Diese positive Konnotation Preußens im Wirtschaftsleben ist nicht neu. Wir achten die Japaner als „Preußen“ Asiens – und schätzen die Piemontesen als „Preußen“ Italiens.

Wobei es jetzt höchste Zeit wird, daran zu erinnern, dass wir hier von einem „Preußen“ in Anführungsstrichen sprechen, von „Preußen“ als einer abgezogenen Idee. Das Preußen, das es mal als Staat gab, ist verdampft zu einer wirtschaftspolitischen Formel der Mäßigung. Es erzählt als Kontrastbild zur Hegemonie einer spielerisch gewordenen, nicht mehr nationalstaatlich einzuhegenden Wirtschaftsordnung von Fleiß und Schweiß, von Ordnung, Ehre und Verdienst. Insofern muss man, um genau zu sein, von einem Schwächetriumph „Preußens“ sprechen.

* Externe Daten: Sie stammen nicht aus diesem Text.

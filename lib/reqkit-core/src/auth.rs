//! Request authentication.
//!
//! [`Auth`] holds exactly one authentication mode; choosing a new mode
//! replaces the previous one.

use base64::Engine;

use crate::request::{Headers, remove_header};

/// Name of the header carrying credentials.
pub const AUTHORIZATION: &str = "Authorization";

/// Authentication applied to every outgoing request.
#[derive(Clone, Default, PartialEq, Eq)]
pub enum Auth {
    /// No credentials are sent.
    #[default]
    None,
    /// `Authorization: Basic base64(username:password)`.
    Basic {
        /// User name.
        username: String,
        /// Password.
        password: String,
    },
    /// `Authorization: Bearer <token>`.
    ///
    /// Pass the raw token; the `Bearer ` prefix is added when the header is built.
    Bearer(String),
}

impl Auth {
    /// Basic authentication.
    pub fn basic(username: impl Into<String>, password: impl Into<String>) -> Self {
        Self::Basic {
            username: username.into(),
            password: password.into(),
        }
    }

    /// Bearer token authentication.
    pub fn bearer(token: impl Into<String>) -> Self {
        Self::Bearer(token.into())
    }

    /// The `Authorization` header value for this mode, if any.
    #[must_use]
    pub fn header_value(&self) -> Option<String> {
        match self {
            Self::None => None,
            Self::Basic { username, password } => {
                let credentials = format!("{username}:{password}");
                let encoded = base64::engine::general_purpose::STANDARD.encode(credentials);
                Some(format!("Basic {encoded}"))
            }
            Self::Bearer(token) => Some(format!("Bearer {token}")),
        }
    }

    /// Writes the `Authorization` header, replacing any caller-supplied one.
    ///
    /// [`Auth::None`] leaves `headers` untouched.
    pub fn apply(&self, headers: &mut Headers) {
        if let Some(value) = self.header_value() {
            remove_header(headers, AUTHORIZATION);
            headers.insert(AUTHORIZATION.to_string(), value);
        }
    }
}

// Credentials stay out of logs.
impl std::fmt::Debug for Auth {
    fn fmt(&self, f: &mut std::fmt::Formatter<'_>) -> std::fmt::Result {
        match self {
            Self::None => f.write_str("None"),
            Self::Basic { username, .. } => f
                .debug_struct("Basic")
                .field("username", username)
                .field("password", &"***")
                .finish(),
            Self::Bearer(_) => f.debug_tuple("Bearer").field(&"***").finish(),
        }
    }
}
#[cfg(test)]
mod tests {
    #![allow(clippy::unwrap_used, clippy::expect_used, clippy::panic)]
    use super::*;
    use crate::model::{Category, Domain, Priority, Status, Urgency};

    fn local_only_tracker() -> Tracker {
        let store = SnapshotStore::in_memory().unwrap();
        Tracker::with_store(store, None)
    }

    #[tokio::test]
    async fn test_fresh_install_serves_sample_data() {
        let tracker = local_only_tracker();
        tracker.refresh().await.unwrap();

        assert_eq!(tracker.projects().len(), 5);
        assert_eq!(tracker.tasks().len(), 8);
        assert_eq!(tracker.adhoc_tasks().len(), 6);
    }

    #[tokio::test]
    async fn test_add_project_appends_with_next_order_index() {
        let tracker = local_only_tracker();
        tracker.refresh().await.unwrap();

        let project = tracker
            .add_project(ProjectDraft {
                title: "Garden Overhaul".to_string(),
                description: "Replant the back garden".to_string(),
                domain: Domain::Family,
                priority: Priority::Low,
                urgency: Urgency::Low,
                status: Status::Planning,
                due_date: None,
            })
            .await
            .unwrap();

        assert_eq!(project.order_index, 5);
        assert_eq!(tracker.projects().len(), 6);
        assert!(!project.archived);
    }

    #[tokio::test]
    async fn test_toggle_task_flips_completed() {
        let tracker = local_only_tracker();
        tracker.refresh().await.unwrap();

        let before = tracker.tasks()[1].clone();
        let after = tracker.toggle_task(&before.id).await.unwrap().unwrap();

        assert_eq!(after.completed, !before.completed);
        assert!(after.updated_at >= before.updated_at);
    }

    #[tokio::test]
    async fn test_toggle_unknown_task_is_none() {
        let tracker = local_only_tracker();
        tracker.refresh().await.unwrap();

        let result = tracker.toggle_task("no-such-task").await.unwrap();
        assert!(result.is_none());
    }

    #[tokio::test]
    async fn test_archive_project_sets_flag() {
        let tracker = local_only_tracker();
        tracker.refresh().await.unwrap();

        let archived = tracker.archive_project("1").await.unwrap().unwrap();
        assert!(archived.archived);

        let restored = tracker.unarchive_project("1").await.unwrap().unwrap();
        assert!(!restored.archived);
    }

    #[tokio::test]
    async fn test_reorder_projects_reassigns_indices() {
        let tracker = local_only_tracker();
        tracker.refresh().await.unwrap();

        // Move the last project to the front
        let moved = tracker.reorder_projects("5", "1").await.unwrap();
        assert!(moved);

        let projects = tracker.projects();
        assert_eq!(projects[0].id, "5");
        let indices: Vec<i64> = projects.iter().map(|p| p.order_index).collect();
        assert_eq!(indices, vec![0, 1, 2, 3, 4]);
    }

    #[tokio::test]
    async fn test_reorder_with_unknown_target_is_noop() {
        let tracker = local_only_tracker();
        tracker.refresh().await.unwrap();

        let moved = tracker.reorder_projects("1", "missing").await.unwrap();
        assert!(!moved);
        assert_eq!(tracker.projects()[0].id, "1");
    }

    #[tokio::test]
    async fn test_rename_project_blank_title_cancels() {
        let tracker = local_only_tracker();
        tracker.refresh().await.unwrap();

        let result = tracker.rename_project("1", "   ").await.unwrap();
        assert!(result.is_none());
        assert_eq!(tracker.projects()[0].title, "Website Redesign");

        let renamed = tracker.rename_project("1", " Site Refresh ").await.unwrap().unwrap();
        assert_eq!(renamed.title, "Site Refresh");
    }

    #[tokio::test]
    async fn test_adhoc_add_lands_first_and_toggles() {
        let tracker = local_only_tracker();
        tracker.refresh().await.unwrap();

        let added = tracker
            .add_adhoc_task(AdHocDraft {
                title: "Stretch".to_string(),
                description: "Five minutes".to_string(),
                category: Category::Daily,
            })
            .await
            .unwrap();

        assert_eq!(tracker.adhoc_tasks()[0].id, added.id);

        let toggled = tracker.toggle_adhoc_task(&added.id).await.unwrap().unwrap();
        assert!(toggled.completed);
    }

    #[tokio::test]
    async fn test_writes_survive_reopen() {
        let dir = tempfile::tempdir().unwrap();
        let db_path = dir.path().join("snapshots.db");

        let toggled_id = {
            let tracker = Tracker::open(&db_path, None).unwrap();
            tracker.refresh().await.unwrap();
            let id = tracker.tasks()[1].id.clone();
            tracker.toggle_task(&id).await.unwrap().unwrap();
            id
        };

        let tracker = Tracker::open(&db_path, None).unwrap();
        tracker.refresh().await.unwrap();

        let task = tracker
            .tasks()
            .into_iter()
            .find(|t| t.id == toggled_id)
            .unwrap();
        assert!(task.completed);
    }
}
//! World clock over a fixed set of cities.
//!
//! Formatting is pure; the one-second redraw cadence is the caller's
//! concern.

use chrono::{DateTime, Utc};
use chrono_tz::Tz;

/// City names and their IANA zones, in display order.
pub const WORLD_CLOCK_CITIES: &[(&str, &str)] = &[
    ("Sydney", "Australia/Sydney"),
    ("Stockholm", "Europe/Stockholm"),
    ("Belfast", "Europe/Belfast"),
    ("Lisbon", "Europe/Lisbon"),
    ("Bangkok", "Asia/Bangkok"),
    ("Perth", "Australia/Perth"),
    ("Singapore", "Asia/Singapore"),
    ("New York", "America/New_York"),
    ("Los Angeles", "America/Los_Angeles"),
];

/// City names in display order.
pub fn cities() -> impl Iterator<Item = &'static str> {
    WORLD_CLOCK_CITIES.iter().map(|(city, _)| *city)
}

/// The IANA zone of a known city.
pub fn zone_for(city: &str) -> Option<Tz> {
    WORLD_CLOCK_CITIES
        .iter()
        .find(|(name, _)| *name == city)
        .and_then(|(_, zone)| zone.parse().ok())
}

/// Format an instant as "h:mm AM/PM" in a city's zone.
pub fn time_in(city: &str, instant: DateTime<Utc>) -> Option<String> {
    let zone = zone_for(city)?;
    Some(instant.with_timezone(&zone).format("%-I:%M %p").to_string())
}

/// Current wall time in a city.
pub fn now_in(city: &str) -> Option<String> {
    time_in(city, Utc::now())
}
//! Data access for daytrack: tracked record types, the hosted table service
//! client, the local snapshot mirror, and the local-first facade over both.

pub mod error;
pub mod local;
pub mod model;
pub mod remote;
pub mod sample;
pub mod tracker;

pub use error::StoreError;
pub use local::SnapshotStore;
pub use model::{
    AdHocDraft, AdHocTask, Category, Domain, Priority, Project, ProjectDraft, Status, Task,
    TaskDraft, Urgency,
};
pub use remote::RemoteDb;
pub use tracker::Tracker;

Politisch wirksam wird Preußen demnach nicht nur als Idee, sondern auch als Ideal. Lässt sich die ambivalente Figur Friedrichs des Großen in dieses Ideal hinein integrieren? Der frühe Friedrich, der vom Vater als Schöngeist und Weichling verhöhnt wird? Der mittlere Friedrich, der als Feldherr über Leichen geht? Oder der späte Friedrich, der verschrobene Landesvater?

So wie wir bei Preußen heute das Militärische herausschneiden, so schneiden wir bei Friedrich den Feldherren heraus. Und so wie wir den jungen Friedrich schätzen, das leichtsinnige Genie, und den gichtgeplagten Alten, den paternalistischen Aufklärer, so ist „Preußen“ heute vor allem lebendig als Idee von einem Staat, dessen Stärke darin besteht, nicht borniert zu sein. Preußen war immer attraktiv für Menschen, die man heute ausländische Fachkräfte nennen würde. Es bot den Hugenotten eine Zuflucht vor religiöser Repression und lud die Niederländer ein, um sumpfige Gebiete trockenzulegen.

Preußen in Anführungsstrichen meint aber auch, dass man nie zu genau hinschauen darf: Die Sparsamkeit der Preußen zum Beispiel ist ein Mythos – die Finanzpolitik Friedrichs zeichnet sich durch Münzverschlechterung, also Inflationierung aus.

Natürlich. Es gehört zum Mythos, dass er auf die historische Analyse verzichtet. Der Mythos fragt nicht nach Wahrheit, sondern nach Bedeutung.